Data Analysis of Discussions, Regarding Common Vulnerabilities and Exposures, and their Sentiment on Social Media

Sammanfattning: As common vulnerabilites and exposures are detected, they are also discussed in various social platforms. The problem is that only a few of the posts made about them, are getting enough attention. This leads to an unawareness of potential and critical threats against systems. It is therefore important to look for patterns that make certain vulnerabilites more or less discussed. To do so, a framework was made for collecting discussions around cybersecurity and more specific vulnerabilites/exposures called CVE from Reddit. In addition, some of the desired data was collected from Twitter. Thereafter, the sentiments of the collected posts were calculated to see patterns between popular subreddits and the attitude shown in them.

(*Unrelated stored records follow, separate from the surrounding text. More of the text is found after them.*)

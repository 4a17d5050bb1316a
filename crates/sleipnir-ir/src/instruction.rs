//! Instructions: an operation bound to concrete wires.

use serde::{Deserialize, Serialize};
use std::fmt;

use crate::error::{IrError, IrResult};
use crate::gate::StandardGate;
use crate::operation::{OpKind, Operation};
use crate::wire::{BitId, QubitId, ZVarId};

/// An [`Operation`] bound to an arity-matching list of qubit, bit and
/// z-register wires.
///
/// Instructions are immutable once constructed; [`Instruction::new`] is
/// the only way to build one and validates the binding.
#[derive(Debug, Clone, PartialEq, Serialize, Deserialize)]
pub struct Instruction {
    operation: Operation,
    qubits: Vec<QubitId>,
    bits: Vec<BitId>,
    zvars: Vec<ZVarId>,
}

impl Instruction {
    /// Bind an operation to wires.
    ///
    /// Fails if any wire list does not match the operation's arity, or if
    /// a qubit appears twice.
    pub fn new(
        operation: Operation,
        qubits: impl IntoIterator<Item = QubitId>,
        bits: impl IntoIterator<Item = BitId>,
        zvars: impl IntoIterator<Item = ZVarId>,
    ) -> IrResult<Self> {
        let qubits: Vec<_> = qubits.into_iter().collect();
        let bits: Vec<_> = bits.into_iter().collect();
        let zvars: Vec<_> = zvars.into_iter().collect();

        let checks = [
            ("qubit", operation.num_qubits(), qubits.len()),
            ("bit", operation.num_bits(), bits.len()),
            ("zvar", operation.num_zvars(), zvars.len()),
        ];
        for (space, expected, got) in checks {
            if expected != got {
                return Err(IrError::ArityMismatch {
                    name: operation.name().to_string(),
                    space,
                    expected,
                    got,
                });
            }
        }

        for (i, q) in qubits.iter().enumerate() {
            if qubits[..i].contains(q) {
                return Err(IrError::DuplicateQubit {
                    qubit: q.0,
                    name: operation.name().to_string(),
                });
            }
        }

        Ok(Self {
            operation,
            qubits,
            bits,
            zvars,
        })
    }

    /// Bind a gate to qubit wires only.
    pub fn gate(
        gate: impl Into<Operation>,
        qubits: impl IntoIterator<Item = QubitId>,
    ) -> IrResult<Self> {
        Self::new(gate.into(), qubits, [], [])
    }

    /// Bind a single-qubit gate.
    pub fn single_qubit_gate(gate: StandardGate, qubit: QubitId) -> IrResult<Self> {
        Self::gate(gate, [qubit])
    }

    /// Bind a two-qubit gate.
    pub fn two_qubit_gate(gate: StandardGate, q0: QubitId, q1: QubitId) -> IrResult<Self> {
        Self::gate(gate, [q0, q1])
    }

    /// Bind a measurement.
    pub fn measure(qubit: QubitId, bit: BitId) -> IrResult<Self> {
        Self::new(Operation::Measure, [qubit], [bit], [])
    }

    /// Bind a reset.
    pub fn reset(qubit: QubitId) -> IrResult<Self> {
        Self::new(Operation::Reset, [qubit], [], [])
    }

    /// The bound operation.
    pub fn operation(&self) -> &Operation {
        &self.operation
    }

    /// The qubit wires, in binding order.
    pub fn qubits(&self) -> &[QubitId] {
        &self.qubits
    }

    /// The classical bit wires, in binding order.
    pub fn bits(&self) -> &[BitId] {
        &self.bits
    }

    /// The z-register wires, in binding order.
    pub fn zvars(&self) -> &[ZVarId] {
        &self.zvars
    }

    /// The name of the bound operation.
    pub fn name(&self) -> &str {
        self.operation.name()
    }

    /// The kind tag of the bound operation.
    pub fn kind(&self) -> OpKind {
        self.operation.kind()
    }

    /// Rebind the same wires to a different operation of equal arity.
    pub fn with_operation(&self, operation: Operation) -> IrResult<Self> {
        Self::new(
            operation,
            self.qubits.iter().copied(),
            self.bits.iter().copied(),
            self.zvars.iter().copied(),
        )
    }
}

impl fmt::Display for Instruction {
    fn fmt(&self, f: &mut fmt::Formatter<'_>) -> fmt::Result {
        write!(f, "{}", self.operation)?;
        let mut first = true;
        let mut sep = |f: &mut fmt::Formatter<'_>| -> fmt::Result {
            if first {
                write!(f, " ")?;
                first = false;
            } else {
                write!(f, ", ")?;
            }
            Ok(())
        };
        for q in &self.qubits {
            sep(f)?;
            write!(f, "{q}")?;
        }
        for b in &self.bits {
            sep(f)?;
            write!(f, "{b}")?;
        }
        for z in &self.zvars {
            sep(f)?;
            write!(f, "{z}")?;
        }
        Ok(())
    }
}

#[cfg(test)]
mod tests {
    use super::*;

    #[test]
    fn test_gate_instruction() {
        let inst = Instruction::single_qubit_gate(StandardGate::H, QubitId(0)).unwrap();
        assert_eq!(inst.name(), "h");
        assert_eq!(inst.qubits(), &[QubitId(0)]);
        assert!(inst.bits().is_empty());
    }

    #[test]
    fn test_measure_instruction() {
        let inst = Instruction::measure(QubitId(1), BitId(0)).unwrap();
        assert_eq!(inst.kind(), OpKind::Measure);
        assert_eq!(inst.bits(), &[BitId(0)]);
    }

    #[test]
    fn test_arity_mismatch_rejected() {
        let err = Instruction::gate(StandardGate::CX, [QubitId(0)]);
        assert!(matches!(err, Err(IrError::ArityMismatch { .. })));
    }

    #[test]
    fn test_duplicate_qubit_rejected() {
        let err = Instruction::two_qubit_gate(StandardGate::CX, QubitId(2), QubitId(2));
        assert!(matches!(err, Err(IrError::DuplicateQubit { .. })));
    }

    #[test]
    fn test_display() {
        let inst = Instruction::two_qubit_gate(StandardGate::CX, QubitId(0), QubitId(1)).unwrap();
        assert_eq!(format!("{inst}"), "cx q0, q1");
    }
}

This was done with three methods: Flair, TextBlob and Vader. The results showed for instance that general discussions about information security were considered to be more positive than discussions of common vulnerabilites and exposures. Another result showed that the spread of CVEs that have a partial impact, are higher in Reddit, and is increasing almost exponentially. CVSS scores showed that a CVE with a CVSS score of around 7 is more likely to appear. Many CVEs in Reddit was also discussed before and after they were disclosed. The implication of this work might be that more and more people might use Reddit to discuss specific types of CVEs in a suitable subreddit, as well as being aware of common vulnerabilites and exposures, in order to prevent future threats.